This sort of myopia is yet another excellent reason for Red Hat to take their kernel process in-house.


LTS' security record is definitely not to be proven. The example we're currently commenting on this thread is only one occurence. It is highly re-occuring.

RHEL fixes only CVEs. Linus Torvalds consider there is no such thing as a security bug, that actually every bug is a security bug. So RHEL's kernel can't be secure.


Debian also uses LTS-series kernels for their stable release - with their own patches on top. They don't actively backport features like RHEL does however.


Why doesn't that argument apply to the mainline kernel?


Note that Red Hat, SUSE, and Canonical all don't use them. They maintain their own kernel trees with their modifications. These kernel teams have different priorities:

* stable ABI within a timespan (RH, SUSE)

* feature backports based on customer demand (all three)

* out of tree goop (Canonical)

I've also heard from others (though notably, not folks specifically at these companies) that longterm kernels are iffier than regular stable kernels because people come out of the woodwork to push weird stuff for longterm kernels, which destabilizes things more than with regular stable kernels.


Seems like even Arch maintains it's own kernel. Not uncommon for distros to do it at all.


Wrong, or at the least misleading.

What do you mean by 'maintain' here? Because Arch is trying to stay on the bleeding edge side of things in a reasonable manner and is rolling release, they almost stay 1:1 with upstream, "maintains its own kernel" makes it sound like they would do some heavy patching and do active maintenance with certain kernel versions, et cetera. You can have a look yourself if you want to https://git.archlinux.org/linux.git/commit/?h=v5.7.5-arch1&i...

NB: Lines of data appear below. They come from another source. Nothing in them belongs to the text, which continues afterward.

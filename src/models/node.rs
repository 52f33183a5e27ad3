// Host summary and live guest listing models (read from the API, never stored)

use serde::{Deserialize, Serialize};

use super::SnapshotSummary;

/// Raw host status as returned by the API: node detail plus the node's entry in the cluster list.
#[derive(Debug, Clone, Default)]
pub struct NodeStatusPayload {
    pub detail: serde_json::Value,
    pub node_entry: Option<serde_json::Value>,
}

/// Host memory and root filesystem, in bytes. Field names differ from the guest's `MemoryReading`.
#[derive(Debug, Clone, Copy, Default, PartialEq, Serialize, Deserialize)]
#[serde(rename_all = "camelCase")]
pub struct HostMemory {
    pub used: Option<f64>,
    pub free: Option<f64>,
    pub total: Option<f64>,
    pub available: Option<f64>,
    pub fs_used: Option<f64>,
    pub fs_total: Option<f64>,
}

#[derive(Debug, Clone, PartialEq, Serialize, Deserialize)]
#[serde(rename_all = "camelCase")]
pub struct NodeSummary {
    pub node: String,
    pub status: String,
    pub cpu: Option<f64>,
    pub max_cpu: Option<f64>,
    pub memory: HostMemory,
    pub memory_percent: Option<f64>,
    pub uptime_seconds: Option<u64>,
    pub load_avg: Option<Vec<String>>,
    pub version: Option<String>,
}

/// One guest from the live list endpoint.
#[derive(Debug, Clone, PartialEq, Serialize)]
#[serde(rename_all = "camelCase")]
pub struct GuestListing {
    /// Id as text; the key stored snapshots are joined on.
    #[serde(skip)]
    pub id: String,
    /// Id exactly as the API reported it (a number for qemu guests).
    #[serde(rename = "id")]
    pub reported_id: serde_json::Value,
    pub name: String,
    pub status: Option<String>,
    pub cpu: Option<f64>,
    pub max_cpu: Option<f64>,
    pub mem: Option<f64>,
    pub max_mem: Option<f64>,
    pub uptime_seconds: Option<u64>,
    pub pid: Option<u64>,
    pub node: Option<String>,
    pub template: bool,
}

/// Live guest plus its most recent stored snapshot, when one exists.
#[derive(Debug, Clone, PartialEq, Serialize)]
#[serde(rename_all = "camelCase")]
pub struct EnrichedGuest {
    #[serde(flatten)]
    pub guest: GuestListing,
    #[serde(skip_serializing_if = "Option::is_none")]
    pub snapshot: Option<SnapshotSummary>,
}
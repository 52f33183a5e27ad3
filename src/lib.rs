// Library for tests to access modules

pub mod collector;
pub mod config;
pub mod error;
pub mod history_repo;
pub mod models;
pub mod pve_repo;
pub mod routes;
pub mod series;
pub mod version;
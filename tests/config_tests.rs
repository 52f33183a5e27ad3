// Config loading and validation tests

use std::time::Duration;

use guestwatch::config::AppConfig;

const VALID_CONFIG: &str = r#"
[server]
port = 8081
host = "0.0.0.0"

[database]
path = "data/snapshots.db"
max_pool_size = 4

[upstream]
base_url = "https://pve.local:8006/api2/json"
token_id = "monitor@pve!guestwatch"
token_secret = "secret"
accept_invalid_certs = true
default_node = "pve"

[polling]
interval_ms = 15000

[[polling.targets]]
node = "pve"
guest_id = "100"

[[polling.targets]]
node = " pve2 "
guest_id = "201"
interval_ms = 5000

[series]
window_size = 30
"#;

const MINIMAL_CONFIG: &str = r#"
[server]
port = 8081
host = "127.0.0.1"

[database]
path = "data/snapshots.db"
max_pool_size = 2

[upstream]
"#;

#[test]
fn test_config_loads_from_str() {
    let config = AppConfig::load_from_str(VALID_CONFIG).expect("load_from_str");
    assert_eq!(config.server.port, 8081);
    assert_eq!(config.database.path, "data/snapshots.db");
    assert_eq!(config.upstream.token_id, "monitor@pve!guestwatch");
    assert!(config.upstream.accept_invalid_certs);
    assert_eq!(config.upstream.default_node.as_deref(), Some("pve"));
    assert_eq!(config.polling.targets.len(), 2);
    assert_eq!(config.series.window_size, 30);
}

#[test]
fn test_config_defaults() {
    let config = AppConfig::load_from_str(MINIMAL_CONFIG).expect("load_from_str");
    assert_eq!(config.polling.interval_ms, 15_000);
    assert!(config.polling.targets.is_empty());
    assert_eq!(config.series.window_size, 20);
    assert_eq!(config.upstream.timeout_secs, 10);
    assert!(config.upstream.base_url.is_empty());
    assert!(!config.upstream.accept_invalid_certs);
    assert!(config.upstream.default_node.is_none());
}

#[test]
fn test_poll_targets_apply_default_interval_and_trim() {
    let config = AppConfig::load_from_str(VALID_CONFIG).unwrap();
    let targets = config.poll_targets();
    assert_eq!(targets[0].node, "pve");
    assert_eq!(targets[0].interval, Duration::from_millis(15_000));
    assert_eq!(targets[1].node, "pve2");
    assert_eq!(targets[1].guest_id, "201");
    assert_eq!(targets[1].interval, Duration::from_millis(5_000));
}

#[test]
fn test_blank_target_is_loaded_not_rejected() {
    let s = format!("{MINIMAL_CONFIG}\n[[polling.targets]]\nnode = \"pve\"\n");
    let config = AppConfig::load_from_str(&s).unwrap();
    let targets = config.poll_targets();
    assert_eq!(targets.len(), 1);
    assert!(targets[0].guest_id.is_empty());
    assert!(targets[0].validate().is_err());
}

#[test]
fn test_default_guest_forms_single_target_when_none_listed() {
    let s = MINIMAL_CONFIG.replace(
        "[upstream]",
        "[upstream]\ndefault_node = \"pve\"\ndefault_guest_id = \"100\"",
    );
    let config = AppConfig::load_from_str(&s).unwrap();
    assert_eq!(config.upstream.default_guest_id(), Some("100"));
    let targets = config.poll_targets();
    assert_eq!(targets.len(), 1);
    assert_eq!(targets[0].node, "pve");
    assert_eq!(targets[0].guest_id, "100");
    assert_eq!(targets[0].interval, Duration::from_millis(15_000));
    assert!(targets[0].validate().is_ok());
}

#[test]
fn test_blank_target_fields_fall_back_to_defaults() {
    let s = format!(
        "{}\n[[polling.targets]]\nguest_id = \"101\"\n\n[[polling.targets]]\nnode = \"pve2\"\n",
        MINIMAL_CONFIG.replace(
            "[upstream]",
            "[upstream]\ndefault_node = \"pve\"\ndefault_guest_id = \"100\"",
        )
    );
    let config = AppConfig::load_from_str(&s).unwrap();
    let targets = config.poll_targets();
    assert_eq!(targets.len(), 2);
    assert_eq!((targets[0].node.as_str(), targets[0].guest_id.as_str()), ("pve", "101"));
    assert_eq!((targets[1].node.as_str(), targets[1].guest_id.as_str()), ("pve2", "100"));
}

#[test]
fn test_no_targets_and_no_defaults_polls_nothing() {
    let config = AppConfig::load_from_str(MINIMAL_CONFIG).unwrap();
    assert!(config.poll_targets().is_empty());
}

#[test]
fn test_config_validation_rejects_invalid_port() {
    let bad = VALID_CONFIG.replace("port = 8081", "port = 0");
    let err = AppConfig::load_from_str(&bad).unwrap_err();
    assert!(err.to_string().contains("server.port"));
}

#[test]
fn test_config_validation_rejects_zero_interval() {
    let bad = VALID_CONFIG.replace("interval_ms = 15000", "interval_ms = 0");
    let err = AppConfig::load_from_str(&bad).unwrap_err();
    assert!(err.to_string().contains("polling.interval_ms"));

    let bad = VALID_CONFIG.replace("interval_ms = 5000", "interval_ms = 0");
    let err = AppConfig::load_from_str(&bad).unwrap_err();
    assert!(err.to_string().contains("polling.targets[1]"));
}

#[test]
fn test_config_validation_rejects_zero_window() {
    let bad = VALID_CONFIG.replace("window_size = 30", "window_size = 0");
    let err = AppConfig::load_from_str(&bad).unwrap_err();
    assert!(err.to_string().contains("series.window_size"));
}

#[test]
fn test_config_requires_upstream_table() {
    let bad = MINIMAL_CONFIG.replace("[upstream]", "");
    assert!(AppConfig::load_from_str(&bad).is_err());
}
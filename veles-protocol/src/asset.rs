//! Symbol-tagged fixed-point asset values
//!
//! An [`Asset`] is a signed 64-bit amount tagged with a [`Symbol`] that
//! encodes its decimal precision. Arithmetic between assets of different
//! symbols fails with [`Error::SymbolMismatch`]; there is no implicit
//! conversion between symbols. Ratio multiplication widens to i128 before
//! narrowing back so intermediate products cannot overflow silently.

use crate::error::{Error, Result};
use serde::{Deserialize, Serialize};
use std::cmp::Ordering;
use std::fmt;
use std::str::FromStr;

/// Currency tag: packed u64, low byte is the decimal precision, bytes 1..7
/// hold the ASCII ticker (NUL-padded).
#[derive(Debug, Clone, Copy, PartialEq, Eq, PartialOrd, Ord, Hash, Serialize, Deserialize)]
pub struct Symbol(pub u64);

/// Core liquid token, 3 decimal places
pub const VLS: Symbol = Symbol(3 | (b'V' as u64) << 8 | (b'L' as u64) << 16 | (b'S' as u64) << 24);

/// Debt token, 3 decimal places
pub const VBD: Symbol = Symbol(3 | (b'V' as u64) << 8 | (b'B' as u64) << 16 | (b'D' as u64) << 24);

impl Symbol {
    /// Build a symbol from a ticker (1..=6 uppercase ASCII letters) and precision
    pub fn new(ticker: &str, precision: u8) -> Result<Self> {
        if ticker.is_empty()
            || ticker.len() > 6
            || !ticker.bytes().all(|b| b.is_ascii_uppercase())
        {
            return Err(Error::InvalidValue(format!("Bad asset ticker: {ticker}")));
        }
        if precision > 12 {
            return Err(Error::InvalidValue(format!(
                "Asset precision too large: {precision}"
            )));
        }
        let mut packed = precision as u64;
        for (i, b) in ticker.bytes().enumerate() {
            packed |= (b as u64) << (8 * (i + 1));
        }
        Ok(Symbol(packed))
    }

    /// Decimal precision (digits after the point)
    pub fn precision(&self) -> u8 {
        (self.0 & 0xff) as u8
    }

    /// `10^precision`, the scale of one whole unit
    pub fn unit(&self) -> i64 {
        10i64.pow(self.precision() as u32)
    }

    /// Ticker string
    pub fn ticker(&self) -> String {
        let mut out = String::new();
        let mut rest = self.0 >> 8;
        while rest > 0 {
            let b = (rest & 0xff) as u8;
            if b == 0 {
                break;
            }
            out.push(b as char);
            rest >>= 8;
        }
        out
    }
}

impl fmt::Display for Symbol {
    fn fmt(&self, f: &mut fmt::Formatter<'_>) -> fmt::Result {
        write!(f, "{}", self.ticker())
    }
}

/// Fixed-point quantity of a single symbol
#[derive(Debug, Clone, Copy, PartialEq, Eq, Hash, Serialize, Deserialize)]
pub struct Asset {
    /// Raw amount in `10^-precision` units
    pub amount: i64,
    /// Currency tag
    pub symbol: Symbol,
}

impl Asset {
    /// Create from a raw (already scaled) amount
    pub fn new(amount: i64, symbol: Symbol) -> Self {
        Self { amount, symbol }
    }

    /// Zero of the given symbol
    pub fn zero(symbol: Symbol) -> Self {
        Self { amount: 0, symbol }
    }

    /// True if the amount is exactly zero
    pub fn is_zero(&self) -> bool {
        self.amount == 0
    }

    fn check_symbol(&self, other: &Asset) -> Result<()> {
        if self.symbol != other.symbol {
            return Err(Error::SymbolMismatch {
                expected: self.symbol,
                actual: other.symbol,
            });
        }
        Ok(())
    }

    /// Checked addition; fails on symbol mismatch or i64 overflow
    pub fn checked_add(&self, other: &Asset) -> Result<Asset> {
        self.check_symbol(other)?;
        let amount = self
            .amount
            .checked_add(other.amount)
            .ok_or(Error::Overflow("asset add"))?;
        Ok(Asset::new(amount, self.symbol))
    }

    /// Checked subtraction; fails on symbol mismatch or i64 overflow
    pub fn checked_sub(&self, other: &Asset) -> Result<Asset> {
        self.check_symbol(other)?;
        let amount = self
            .amount
            .checked_sub(other.amount)
            .ok_or(Error::Overflow("asset sub"))?;
        Ok(Asset::new(amount, self.symbol))
    }

    /// Truncating scalar multiply
    pub fn checked_mul(&self, scalar: i64) -> Result<Asset> {
        let amount = self
            .amount
            .checked_mul(scalar)
            .ok_or(Error::Overflow("asset mul"))?;
        Ok(Asset::new(amount, self.symbol))
    }

    /// Truncating scalar divide
    pub fn checked_div(&self, scalar: i64) -> Result<Asset> {
        let amount = self
            .amount
            .checked_div(scalar)
            .ok_or(Error::Overflow("asset div"))?;
        Ok(Asset::new(amount, self.symbol))
    }

    /// `amount * num / den` through an i128 intermediate, truncating
    pub fn mul_ratio(&self, num: i64, den: i64) -> Result<Asset> {
        if den == 0 {
            return Err(Error::Overflow("asset ratio div by zero"));
        }
        let wide = (self.amount as i128) * (num as i128) / (den as i128);
        let amount = i64::try_from(wide).map_err(|_| Error::Overflow("asset ratio"))?;
        Ok(Asset::new(amount, self.symbol))
    }

    /// Smaller of two same-symbol assets
    pub fn min(&self, other: &Asset) -> Result<Asset> {
        self.check_symbol(other)?;
        Ok(Asset::new(self.amount.min(other.amount), self.symbol))
    }
}

impl PartialOrd for Asset {
    /// Ordering is only defined between identical symbols
    fn partial_cmp(&self, other: &Self) -> Option<Ordering> {
        if self.symbol != other.symbol {
            return None;
        }
        Some(self.amount.cmp(&other.amount))
    }
}

impl fmt::Display for Asset {
    fn fmt(&self, f: &mut fmt::Formatter<'_>) -> fmt::Result {
        let unit = self.symbol.unit();
        let whole = self.amount / unit;
        let frac = (self.amount % unit).unsigned_abs();
        let sign = if self.amount < 0 && whole == 0 { "-" } else { "" };
        write!(
            f,
            "{}{}.{:0width$} {}",
            sign,
            whole,
            frac,
            self.symbol,
            width = self.symbol.precision() as usize
        )
    }
}

impl FromStr for Asset {
    type Err = Error;

    /// Parse `"1.000 VLS"` fixed-point form
    fn from_str(s: &str) -> Result<Self> {
        let bad = || Error::InvalidValue(format!("Cannot parse asset: {s}"));
        let (num, ticker) = s.split_once(' ').ok_or_else(bad)?;
        let (whole_s, frac_s) = num.split_once('.').ok_or_else(bad)?;
        let precision = u8::try_from(frac_s.len()).map_err(|_| bad())?;
        let symbol = Symbol::new(ticker, precision)?;
        let negative = whole_s.starts_with('-');
        let whole: i64 = whole_s.parse().map_err(|_| bad())?;
        let frac: i64 = frac_s.parse().map_err(|_| bad())?;
        if frac < 0 {
            return Err(bad());
        }
        let unit = symbol.unit();
        let magnitude = whole
            .unsigned_abs()
            .checked_mul(unit as u64)
            .and_then(|v| v.checked_add(frac as u64))
            .ok_or(Error::Overflow("asset parse"))?;
        let amount = i64::try_from(magnitude).map_err(|_| Error::Overflow("asset parse"))?;
        Ok(Asset::new(if negative { -amount } else { amount }, symbol))
    }
}
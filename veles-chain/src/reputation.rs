//! Stake-weighted reputation accumulator
//!
//! Reputation moves only through post votes, under two gates: a voter with
//! negative reputation has no effect, and a downvote only lands when the
//! voter outranks the author. The delta shifts away the low six bits of
//! rshares (precision noise at vesting scale).

use crate::error::Result;
use crate::events::ChainEvent;
use crate::state::State;
use veles_protocol::AccountName;

fn push_minus_if_needed(
    events: &mut Vec<ChainEvent>,
    voter: &AccountName,
    author: &AccountName,
    before: i64,
    after: i64,
    weight: i16,
) {
    if before >= 0 && after < 0 {
        events.push(ChainEvent::MinusReputation {
            voter: voter.clone(),
            author: author.clone(),
            reputation_before: before,
            reputation_after: after,
            weight,
        });
    }
}

/// Apply a vote's reputation effect on the post author.
///
/// Returns without touching state when a rule gate blocks the effect.
pub fn vote_reputation(
    state: &mut State,
    voter: &AccountName,
    author: &AccountName,
    rshares: i64,
    weight: i16,
    events: &mut Vec<ChainEvent>,
) -> Result<()> {
    let voter_reputation = state.account(voter)?.reputation;

    // Rule #1: negative-reputation voters cannot affect others
    if voter_reputation < 0 {
        return Ok(());
    }

    let mut author_account = state.account(author)?.clone();

    // Rule #2: a downvote requires more reputation than the author holds
    if rshares < 0 && voter_reputation <= author_account.reputation {
        return Ok(());
    }

    let delta = rshares >> 6;
    let before = author_account.reputation;
    let after = before + delta;
    author_account.reputation = after;
    state.put_account(author_account);

    events.push(ChainEvent::AccountReputation {
        voter: voter.clone(),
        author: author.clone(),
        reputation_before: before,
        reputation_after: after,
        weight,
    });
    push_minus_if_needed(events, voter, author, before, after, weight);
    Ok(())
}

/// Reverse a prior vote's reputation effect (unconditional, rule gates do
/// not re-apply on removal).
pub fn unvote_reputation(
    state: &mut State,
    voter: &AccountName,
    author: &AccountName,
    old_rshares: i64,
    weight: i16,
    events: &mut Vec<ChainEvent>,
) -> Result<()> {
    let delta = old_rshares >> 6;
    let mut author_account = state.account(author)?.clone();
    let before = author_account.reputation;
    let after = before - delta;
    author_account.reputation = after;
    state.put_account(author_account);

    push_minus_if_needed(events, voter, author, before, after, weight);
    Ok(())
}

#[cfg(test)]
mod tests {
    use super::*;
    use crate::state::{Genesis, GenesisAccount};
    use veles_protocol::TimePointSec;

    fn name(s: &str) -> AccountName {
        AccountName::new(s).unwrap()
    }

    fn state_with(names: &[&str]) -> State {
        State::genesis(
            &Genesis {
                accounts: names
                    .iter()
                    .map(|n| GenesisAccount {
                        name: name(n),
                        liquid: 1_000,
                        debt: 0,
                        vesting: 1_000,
                    })
                    .collect(),
            },
            TimePointSec(0),
        )
        .unwrap()
    }

    #[test]
    fn test_upvote_raises_reputation() {
        let mut state = state_with(&["alice", "bob"]);
        let mut events = Vec::new();
        vote_reputation(&mut state, &name("alice"), &name("bob"), 1 << 10, 100, &mut events)
            .unwrap();
        assert_eq!(state.account(&name("bob")).unwrap().reputation, 1 << 4);
        assert!(matches!(events[0], ChainEvent::AccountReputation { .. }));
    }

    #[test]
    fn test_negative_voter_has_no_effect() {
        let mut state = state_with(&["alice", "bob"]);
        let mut alice = state.account(&name("alice")).unwrap().clone();
        alice.reputation = -1;
        state.put_account(alice);

        let mut events = Vec::new();
        vote_reputation(&mut state, &name("alice"), &name("bob"), 1 << 10, 100, &mut events)
            .unwrap();
        assert_eq!(state.account(&name("bob")).unwrap().reputation, 0);
        assert!(events.is_empty());
    }

    #[test]
    fn test_downvote_requires_outranking() {
        let mut state = state_with(&["alice", "bob"]);
        let mut events = Vec::new();

        // Equal reputation: downvote blocked
        vote_reputation(&mut state, &name("alice"), &name("bob"), -(1 << 10), -100, &mut events)
            .unwrap();
        assert_eq!(state.account(&name("bob")).unwrap().reputation, 0);

        // Voter outranks author: downvote lands and emits the minus event
        let mut alice = state.account(&name("alice")).unwrap().clone();
        alice.reputation = 1_000;
        state.put_account(alice);
        vote_reputation(&mut state, &name("alice"), &name("bob"), -(1 << 10), -100, &mut events)
            .unwrap();
        assert_eq!(state.account(&name("bob")).unwrap().reputation, -(1 << 4));
        assert!(events
            .iter()
            .any(|e| matches!(e, ChainEvent::MinusReputation { .. })));
    }

    #[test]
    fn test_unvote_reverses() {
        let mut state = state_with(&["alice", "bob"]);
        let mut events = Vec::new();
        vote_reputation(&mut state, &name("alice"), &name("bob"), 1 << 10, 100, &mut events)
            .unwrap();
        unvote_reputation(&mut state, &name("alice"), &name("bob"), 1 << 10, 0, &mut events)
            .unwrap();
        assert_eq!(state.account(&name("bob")).unwrap().reputation, 0);
    }
}
//! Block-boundary maintenance
//!
//! Runs once per block after every operation has been applied, in a fixed
//! order: pool emission, worker-vote tally, worker payout, subscription
//! billing, savings fulfilment, vesting withdrawals, order expiry, freeze
//! sweep. Any error here is fatal to replay — skipping a step would silently
//! diverge nodes.

use crate::error::Result;
use crate::events::ChainEvent;
use crate::schedule::ChainParams;
use crate::state::{BalanceKind, State, WORKER_POOL_ACCOUNT};
use crate::{freeze, market, subscription, worker};
use veles_protocol::{AccountName, Asset, TimePointSec, VLS};

/// Run the full maintenance pass for one block
pub fn run(
    state: &mut State,
    params: &ChainParams,
    block_num: u64,
    now: TimePointSec,
    clear_old_worker_votes: bool,
    events: &mut Vec<ChainEvent>,
) -> Result<()> {
    process_emission(state, params)?;
    worker::process_worker_votes(state, params, now, clear_old_worker_votes, events)?;
    worker::process_worker_cashout(state, params, block_num, clear_old_worker_votes, events)?;
    subscription::process_paid_subscribers(state, params, now, events)?;
    process_savings_withdraws(state, now, events)?;
    process_vesting_withdrawals(state, params, now, events)?;
    market::expire_orders(state, now, events)?;
    freeze::sweep(state, params, events)?;
    Ok(())
}

/// Schedule-driven emission into the worker pool; the only per-block change
/// to tracked supply
fn process_emission(state: &mut State, params: &ChainParams) -> Result<()> {
    let emission = params.worker_emission_per_block;
    if !params.worker_requests_enabled || emission.is_zero() {
        return Ok(());
    }
    let pool = AccountName::new(WORKER_POOL_ACCOUNT)?;
    state.adjust_balance(&pool, BalanceKind::Liquid, emission)?;
    state.adjust_supply(emission);
    Ok(())
}

/// Complete savings withdrawals whose delay has elapsed
fn process_savings_withdraws(
    state: &mut State,
    now: TimePointSec,
    events: &mut Vec<ChainEvent>,
) -> Result<()> {
    for key in state.savings_due(now) {
        let withdraw = state.savings_withdraw(&key)?.clone();
        state.adjust_balance(&withdraw.to, BalanceKind::Liquid, withdraw.amount)?;
        state.remove_savings_withdraw(&key);
        events.push(ChainEvent::FillSavingsWithdraw {
            from: withdraw.from,
            to: withdraw.to,
            request_id: withdraw.request_id,
            amount: withdraw.amount,
        });
    }
    Ok(())
}

/// Convert one due installment per account from vesting back to liquid
fn process_vesting_withdrawals(
    state: &mut State,
    params: &ChainParams,
    now: TimePointSec,
    events: &mut Vec<ChainEvent>,
) -> Result<()> {
    let due: Vec<AccountName> = state
        .accounts()
        .filter(|a| a.next_vesting_withdrawal <= now)
        .map(|a| a.name.clone())
        .collect();

    for name in due {
        let mut account = state.account(&name)?.clone();
        let vesting = account.balance(VLS, BalanceKind::Vesting).amount;
        let remaining = account.to_withdraw - account.withdrawn;
        let installment = account.vesting_withdraw_rate.min(remaining).min(vesting);

        if installment <= 0 {
            account.vesting_withdraw_rate = 0;
            account.to_withdraw = 0;
            account.withdrawn = 0;
            account.next_vesting_withdrawal = TimePointSec::MAX;
            state.put_account(account);
            continue;
        }

        account.withdrawn += installment;
        let finished = account.withdrawn >= account.to_withdraw;
        let next = if finished {
            TimePointSec::MAX
        } else {
            // Cadence advances from the previous due time, not from `now`
            account
                .next_vesting_withdrawal
                .plus_secs(params.vesting_withdraw_interval_seconds as i64)
        };
        account.next_vesting_withdrawal = next;
        if finished {
            account.vesting_withdraw_rate = 0;
            account.to_withdraw = 0;
            account.withdrawn = 0;
        }
        state.put_account(account);

        let amount = Asset::new(installment, VLS);
        state.adjust_balance(&name, BalanceKind::Vesting, Asset::new(-installment, VLS))?;
        state.adjust_balance(&name, BalanceKind::Liquid, amount)?;

        events.push(ChainEvent::FillVestingWithdraw {
            account: name,
            withdrawn: amount,
            next_withdrawal: next,
        });
    }
    Ok(())
}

They have their own kernel as can be seen here:

https://i.imgur.com/jP6Pdvq.png

Also if you look at the diffstat you can see that there were a number of changes here:

https://i.imgur.com/J2em78v.png

It may be align with the majority of the kernel, but these patches exist in every version of the kernel that is released by Arch.

What else could that be called aside from maintaining your own kernel?

These changes are extremely small within scope which is the nature of Arch, but they still exist. A more hands-on distro will see many more changes than Arch, naturally. However, as evidenced from the above you can see that Arch does have it's own kernel and I cited Arch as an example because it strives so hard to maintain 1:1 with upstream.

Btw, I use Arch.


"maintaining your own kernel" in this context means that you're bringing bugfixes (including security) independently from the mainline Linux kernel, which would usually involve cherry-picking commits from the mainline.

Archlinux doesn't do that, and straight merges Linux mainline.


The RHEL8 kernel has a few tens of thousands of commits on top of 4.18. That's a bit more than Arch. :)


Because release schedule doesn't match to LTS release schedule? Distributors may want to ship OS with latest kernel than latest LTS.


What is the difference between a "longterm kernel" and a "regular stable kernel"?


"regular stable kernel" lives only about 3-4 months, just long enough for the next release from Linus to feel "good enough".

"longterm kernel" lives for 2+ years. I pick one each year (usually the last one released in a year) for that.

See the releases page on kernel.org for details on what the longterm kernels are, and for how long they are being maintained and by whom.


Not in my experience. LTS never seems to break any compatibility, even internal kernel structs, function names, etc.


Actually LTS does break ABI, but gregkh is working with Android to make a partially ABI-stable LTS (I assume it would be a fork of the real LTS though?).

I know they are also working with RH and Suse, but I don't know if RH and Suse will only share the tools, or will also have the same LTS source tree.

When I say "partially-ABI" stable, their goal is to list acceptable symbols and automatically verify that vendor modules use those symbols, and only those accceptable symbols are ABI-stable.


That "partially-ABI stable" is the same exact thing that Red Hat and SUSE and Debian have been doing for 20+ years now. Nothing major and exciting there, but see the presentations at the Linux Plumbers conferences for details on the tools being used if people are curious (hint this time everyone is working together on the same set of tools...)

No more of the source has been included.